===== RECORDS PROVIDED =====

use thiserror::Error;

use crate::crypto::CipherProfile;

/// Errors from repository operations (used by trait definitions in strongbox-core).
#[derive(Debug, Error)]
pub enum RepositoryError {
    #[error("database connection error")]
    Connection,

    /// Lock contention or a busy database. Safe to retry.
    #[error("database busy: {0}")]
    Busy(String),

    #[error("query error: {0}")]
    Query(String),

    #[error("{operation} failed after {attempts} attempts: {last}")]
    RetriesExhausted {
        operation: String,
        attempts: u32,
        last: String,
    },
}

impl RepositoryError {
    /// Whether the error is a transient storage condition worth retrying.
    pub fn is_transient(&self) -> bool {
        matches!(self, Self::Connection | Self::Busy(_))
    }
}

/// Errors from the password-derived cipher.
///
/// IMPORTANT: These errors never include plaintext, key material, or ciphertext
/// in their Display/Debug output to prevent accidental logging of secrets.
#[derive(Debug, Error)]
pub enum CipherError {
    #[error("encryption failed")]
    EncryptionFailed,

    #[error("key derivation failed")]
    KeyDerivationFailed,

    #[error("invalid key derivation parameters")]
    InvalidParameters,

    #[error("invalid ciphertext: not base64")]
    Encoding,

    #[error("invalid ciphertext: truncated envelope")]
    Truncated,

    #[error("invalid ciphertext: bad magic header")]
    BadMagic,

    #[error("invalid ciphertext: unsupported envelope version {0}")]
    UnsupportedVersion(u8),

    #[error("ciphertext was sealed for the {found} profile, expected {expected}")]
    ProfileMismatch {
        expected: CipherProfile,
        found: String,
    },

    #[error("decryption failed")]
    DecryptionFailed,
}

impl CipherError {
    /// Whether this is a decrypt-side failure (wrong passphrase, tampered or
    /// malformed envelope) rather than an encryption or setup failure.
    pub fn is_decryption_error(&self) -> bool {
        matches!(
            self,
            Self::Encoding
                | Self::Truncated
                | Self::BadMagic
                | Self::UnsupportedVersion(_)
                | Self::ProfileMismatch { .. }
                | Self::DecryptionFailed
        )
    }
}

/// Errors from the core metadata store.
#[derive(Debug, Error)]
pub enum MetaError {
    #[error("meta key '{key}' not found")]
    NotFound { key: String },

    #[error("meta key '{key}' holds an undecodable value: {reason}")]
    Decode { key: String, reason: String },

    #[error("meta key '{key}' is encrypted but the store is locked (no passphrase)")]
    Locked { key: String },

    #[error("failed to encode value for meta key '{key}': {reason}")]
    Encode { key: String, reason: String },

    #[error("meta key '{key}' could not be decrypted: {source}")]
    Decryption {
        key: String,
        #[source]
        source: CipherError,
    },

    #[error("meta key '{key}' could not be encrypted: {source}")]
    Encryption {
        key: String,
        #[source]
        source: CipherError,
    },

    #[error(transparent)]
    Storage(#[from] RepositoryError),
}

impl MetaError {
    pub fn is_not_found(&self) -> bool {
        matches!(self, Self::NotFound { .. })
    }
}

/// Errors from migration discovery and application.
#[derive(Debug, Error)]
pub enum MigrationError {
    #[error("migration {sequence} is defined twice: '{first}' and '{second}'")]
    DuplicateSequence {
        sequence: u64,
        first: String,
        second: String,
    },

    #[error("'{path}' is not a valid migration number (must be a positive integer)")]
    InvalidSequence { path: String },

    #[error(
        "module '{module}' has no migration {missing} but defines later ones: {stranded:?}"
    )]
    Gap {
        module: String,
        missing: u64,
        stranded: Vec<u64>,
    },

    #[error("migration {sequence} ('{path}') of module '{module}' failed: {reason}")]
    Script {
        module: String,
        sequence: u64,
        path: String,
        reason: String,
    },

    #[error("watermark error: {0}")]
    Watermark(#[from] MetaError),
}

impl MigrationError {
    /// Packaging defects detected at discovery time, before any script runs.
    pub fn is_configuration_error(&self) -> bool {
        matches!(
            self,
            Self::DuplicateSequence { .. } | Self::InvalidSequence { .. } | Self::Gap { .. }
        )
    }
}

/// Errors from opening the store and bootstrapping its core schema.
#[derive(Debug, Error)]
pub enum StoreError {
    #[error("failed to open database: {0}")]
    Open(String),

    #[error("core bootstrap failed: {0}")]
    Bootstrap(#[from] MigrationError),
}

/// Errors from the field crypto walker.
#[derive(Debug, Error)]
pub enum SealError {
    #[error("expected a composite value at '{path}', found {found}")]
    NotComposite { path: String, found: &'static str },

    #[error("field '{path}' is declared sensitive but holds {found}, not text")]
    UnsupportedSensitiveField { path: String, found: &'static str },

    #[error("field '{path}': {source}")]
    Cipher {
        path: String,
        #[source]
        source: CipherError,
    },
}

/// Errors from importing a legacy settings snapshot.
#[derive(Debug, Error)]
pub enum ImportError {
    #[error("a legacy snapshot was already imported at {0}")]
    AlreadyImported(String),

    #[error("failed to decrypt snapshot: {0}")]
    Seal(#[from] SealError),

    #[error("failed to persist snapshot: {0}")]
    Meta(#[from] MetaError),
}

=====

WORK TO COMPLETE — All lines from the listing above that include "second" should be shown.

RESPONSE —
    #[error("migration {sequence} is defined twice: '{first}' and '{second}'")]
        second: String,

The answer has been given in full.